Der Zug brachte Erich Mezger nach Schweinfurt, in einen „Trümmerhaufen“, in eine Stadt, die für ihn bislang ein weißer Fleck auf der Landkarte war. Im Rathaus traf er mit Oberbürgermeister Ignaz Schön zusammen, der ihm das ehemalige HJ-Heim in der Wilhelmstraße (später DGB-Haus) vermittelte. Im Hof wurde gearbeitet. Dort wurden die Ziegelsteine aus dem Schutt sauber geklopft und vermauert. Nach sechs Monaten stand das erste Betriebsgebäude im Jahr 1946. „Alles war kaputt – Laster, Autos und Motorräder“, erinnert sich der 100-Jährige.

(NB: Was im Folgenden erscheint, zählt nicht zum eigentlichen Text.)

mod memory;

pub use memory::MemoryStore;

use std::future::Future;
use std::time::Duration;

use async_trait::async_trait;
use chrono::{DateTime, NaiveDate, Utc};
use thiserror::Error;
use ulid::Ulid;

use crate::engine::SlotKey;
use crate::model::*;

#[derive(Debug, Clone, PartialEq, Eq, Error)]
pub enum StoreError {
    #[error("slot {key} already occupied by {existing}")]
    AlreadyOccupied { key: SlotKey, existing: Occupant },
    #[error("transaction of {ops} operations exceeds the limit of {max}")]
    TransactionTooLarge { ops: usize, max: usize },
    #[error("store unavailable: {0}")]
    Unavailable(String),
    #[error("store call timed out")]
    Timeout,
    #[error("durability error: {0}")]
    Durability(String),
}

impl StoreError {
    /// Whether repeating the same call may succeed. Chunk writes are keyed by
    /// deterministic slot keys, so retrying a transient failure is safe.
    pub fn is_transient(&self) -> bool {
        matches!(
            self,
            StoreError::Unavailable(_) | StoreError::Timeout | StoreError::Durability(_)
        )
    }
}

/// Equality/range predicate for slot scans. `None` fields match everything.
#[derive(Debug, Clone, Default, PartialEq, Eq)]
pub struct SlotFilter {
    pub room_id: Option<String>,
    pub kind: Option<SlotKind>,
    pub occupant: Option<Occupant>,
    /// Inclusive lower date bound.
    pub date_from: Option<NaiveDate>,
    /// Inclusive upper date bound.
    pub date_to: Option<NaiveDate>,
}

impl SlotFilter {
    pub fn occupied_by(occupant: Occupant) -> Self {
        Self { occupant: Some(occupant), ..Self::default() }
    }

    pub fn matches(&self, slot: &Slot) -> bool {
        self.room_id.as_ref().is_none_or(|r| *r == slot.room_id)
            && self.kind.is_none_or(|k| k == slot.kind())
            && self.occupant.is_none_or(|o| o == slot.occupant)
            && self.date_from.is_none_or(|d| slot.date >= d)
            && self.date_to.is_none_or(|d| slot.date <= d)
    }
}

/// One operation inside an atomic transaction.
#[derive(Debug, Clone, PartialEq, Eq)]
pub enum TxnOp {
    /// Conditional create: fails the transaction if a different occupant holds the key.
    Put(Slot),
    /// Remove `key` only if it is still held by `expected`.
    Delete { key: SlotKey, expected: Occupant },
}

impl TxnOp {
    pub fn key(&self) -> &SlotKey {
        match self {
            TxnOp::Put(slot) => &slot.key,
            TxnOp::Delete { key, .. } => key,
        }
    }
}

#[derive(Debug, Clone, Copy, Default, PartialEq, Eq)]
pub struct CommitSummary {
    /// Operations that changed state.
    pub applied: usize,
    /// Operations that were already satisfied (idempotent re-apply, missing delete).
    pub unchanged: usize,
}

/// Decision function for a snapshot-metadata read-modify-write.
/// Returning `Some` writes the new record inside the same transaction.
pub type MetaDecision = Box<dyn FnOnce(Option<SnapshotMeta>) -> Option<SnapshotMeta> + Send>;

#[derive(Debug, Clone, Copy, PartialEq, Eq)]
pub struct MetaUpdate {
    pub previous: Option<SnapshotMeta>,
    pub written: Option<SnapshotMeta>,
}

/// Document store collaborator: keyed collections for rooms, slots,
/// reservations, templates and snapshot metadata, with bounded atomic
/// transactions over slots.
#[async_trait]
pub trait DocumentStore: Send + Sync {
    /// Hard ceiling on operations in one `commit`.
    fn max_ops_per_transaction(&self) -> usize;

    async fn put_room(&self, room: Room) -> Result<(), StoreError>;
    async fn get_room(&self, id: &str) -> Result<Option<Room>, StoreError>;

    async fn get_slot(&self, key: &SlotKey) -> Result<Option<Slot>, StoreError>;

    async fn slot_exists(&self, key: &SlotKey) -> Result<bool, StoreError> {
        Ok(self.get_slot(key).await?.is_some())
    }

    /// Single atomic conditional create. Re-putting the identical occupant
    /// is a successful no-op (`Ok(false)`); a different occupant fails with
    /// `AlreadyOccupied`.
    async fn put_slot(&self, slot: Slot) -> Result<bool, StoreError>;

    async fn delete_slot(&self, key: &SlotKey) -> Result<Option<Slot>, StoreError>;

    /// Slots matching `filter`, ordered by key.
    async fn query_slots(&self, filter: &SlotFilter) -> Result<Vec<Slot>, StoreError>;

    async fn query_by_room_and_kind(
        &self,
        room_id: &str,
        kind: SlotKind,
    ) -> Result<Vec<Slot>, StoreError> {
        self.query_slots(&SlotFilter {
            room_id: Some(room_id.to_string()),
            kind: Some(kind),
            ..SlotFilter::default()
        })
        .await
    }

    async fn query_by_date(&self, date: NaiveDate) -> Result<Vec<Slot>, StoreError> {
        self.query_slots(&SlotFilter {
            date_from: Some(date),
            date_to: Some(date),
            ..SlotFilter::default()
        })
        .await
    }

    async fn query_by_date_and_kind(
        &self,
        date: NaiveDate,
        kind: SlotKind,
    ) -> Result<Vec<Slot>, StoreError> {
        self.query_slots(&SlotFilter {
            kind: Some(kind),
            date_from: Some(date),
            date_to: Some(date),
            ..SlotFilter::default()
        })
        .await
    }

    /// Apply `ops` as one atomic unit: either all take effect or none do.
    async fn commit(&self, ops: &[TxnOp]) -> Result<CommitSummary, StoreError>;

    async fn put_reservation(&self, reservation: Reservation) -> Result<(), StoreError>;
    async fn get_reservation(&self, id: Ulid) -> Result<Option<Reservation>, StoreError>;
    async fn delete_reservation(&self, id: Ulid) -> Result<bool, StoreError>;

    /// Reservations with `from <= start <= to`, ordered by start ascending.
    async fn query_reservations_by_start(
        &self,
        from: DateTime<Utc>,
        to: DateTime<Utc>,
    ) -> Result<Vec<Reservation>, StoreError>;

    async fn put_template(&self, template: RecurringTemplate) -> Result<(), StoreError>;
    async fn get_template(&self, id: Ulid) -> Result<Option<RecurringTemplate>, StoreError>;
    async fn delete_template(&self, id: Ulid) -> Result<bool, StoreError>;

    async fn get_snapshot_meta(&self, month: MonthId) -> Result<Option<SnapshotMeta>, StoreError>;

    /// Transactional read-modify-write of one month's snapshot metadata.
    async fn update_snapshot_meta(
        &self,
        month: MonthId,
        decide: MetaDecision,
    ) -> Result<MetaUpdate, StoreError>;
}

/// Run a store call under a caller-imposed deadline.
pub async fn bounded<T, F>(limit: Duration, call: F) -> Result<T, StoreError>
where
    F: Future<Output = Result<T, StoreError>>,
{
    match tokio::time::timeout(limit, call).await {
        Ok(result) => result,
        Err(_) => Err(StoreError::Timeout),
    }
}

#[cfg(test)]
mod tests {
    use super::*;
    use crate::period::Period;

    fn slot(room: &str, date: &str, occupant: Occupant) -> Slot {
        let date = NaiveDate::parse_from_str(date, "%Y-%m-%d").unwrap();
        Slot::new(room, date, Period::First, occupant)
    }

    #[test]
    fn filter_default_matches_everything() {
        let s = slot("R1", "2025-08-01", Occupant::Reservation(Ulid::new()));
        assert!(SlotFilter::default().matches(&s));
    }

    #[test]
    fn filter_combines_fields() {
        let tid = Ulid::new();
        let s = slot("R1", "2025-08-10", Occupant::TemplateLock(tid));
        let f = SlotFilter {
            room_id: Some("R1".into()),
            kind: Some(SlotKind::TemplateLock),
            date_from: Some(NaiveDate::from_ymd_opt(2025, 8, 10).unwrap()),
            date_to: Some(NaiveDate::from_ymd_opt(2025, 8, 31).unwrap()),
            ..SlotFilter::default()
        };
        assert!(f.matches(&s));
        assert!(SlotFilter::occupied_by(Occupant::TemplateLock(tid)).matches(&s));
        assert!(!SlotFilter::occupied_by(Occupant::Reservation(tid)).matches(&s));
        assert!(!SlotFilter { room_id: Some("R2".into()), ..f.clone() }.matches(&s));
        assert!(!SlotFilter { date_from: Some(NaiveDate::from_ymd_opt(2025, 8, 11).unwrap()), ..f }.matches(&s));
    }

    #[test]
    fn transient_classification() {
        assert!(StoreError::Timeout.is_transient());
        assert!(StoreError::Unavailable("x".into()).is_transient());
        assert!(!StoreError::TransactionTooLarge { ops: 2, max: 1 }.is_transient());
    }

    #[tokio::test]
    async fn bounded_times_out() {
        let result: Result<(), StoreError> = bounded(Duration::from_millis(10), async {
            tokio::time::sleep(Duration::from_secs(5)).await;
            Ok(())
        })
        .await;
        assert_eq!(result, Err(StoreError::Timeout));
    }
}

Ende der 50er Jahre war das Gelände zu klein. Erneut sprach Erich Mezger mit dem Oberbürgermeister, diesmal mit Georg Wichtermann. Ein Grundstück wurde am Marienbach gefunden, wo heute der Nahkauf steht. Beschäftigt waren bis zu 50 Mitarbeiter.
Elf Jahre später wurden 36 000 Quadratmeter an der Werner-von-Siemens-Straße gekauft – noch heute Firmensitz. Damals – 1970 – gehörte die Verkaufsniederlassung in Bamberg seit fünf Jahren zum Unternehmen. 1979 kam ein auf den Zweiradbereich spezialisiertes Tochterunternehmen dazu, 1985 ein Neubau in Bamberg. Ab 1988 wurde das Verkaufsgebiet immer größer, auch durch die Fusion mit der Würzburger Firma Schlag. Filialen in Leipzig, Dresden und Suhl wurden nach der Grenzöffnung eröffnet. 1992 eröffnete der Kommunikationsbereich. Die Mezger GmbH & Co wuchs auf 500 Mitarbeiter.
Waren es in den 60er Jahren noch fast 100 Bosch-Großhändler, die in Westdeutschland agierten, fiel die Anzahl im Laufe der Jahre durch Strukturwandel auf sieben nach dem Mauerfall. 2008 zog sich die Firma Mezger aus dem Großhandelsgeschäft zurück und verkaufte den Großhandel mit Kfz-Teilen an KSM, die im Zuge einer Fusion in der Firma Trost aufging. Die Bosch-Service Werkstatt blieb. Heute hat die Zentrale in Schweinfurt mit den Filialen in Kitzingen, Bamberg, Halle, Leipzig, Dresden, Suhl, Würzburg/Höchberg, Würzburg/Sanderau und Ochsenfurt 165 Beschäftigte. Stolz ist Erich Mezger auf den guten Ruf des Unternehmens, was mehrere Preise belegen.
In der Unternehmenspolitik hat Erich Mezger weiterhin Gewicht. Die Geschäfte führt längst Enkel Ralph Denzer. Doch an jedem Mittwochmorgen holt Sohn Georg den Firmengründer, der mitunter täglich über Entwicklungen informiert wird, im Augustinum ab. Dann geht es in die Siemens-Straße, wo Entscheidungen zu fällen sind.
Etwa auch über die Ausgaben der Stiftung, die Erich Mezger nach dem Tod seiner Frau im Jahr 1992 ins Leben gerufen hat. Alleine in den letzten zehn Jahren half die Stiftung mit über 100 000 Euro. Unterstützt werden Mitarbeiter und Ehemalige, die in Not geraten, die bedürftig sind.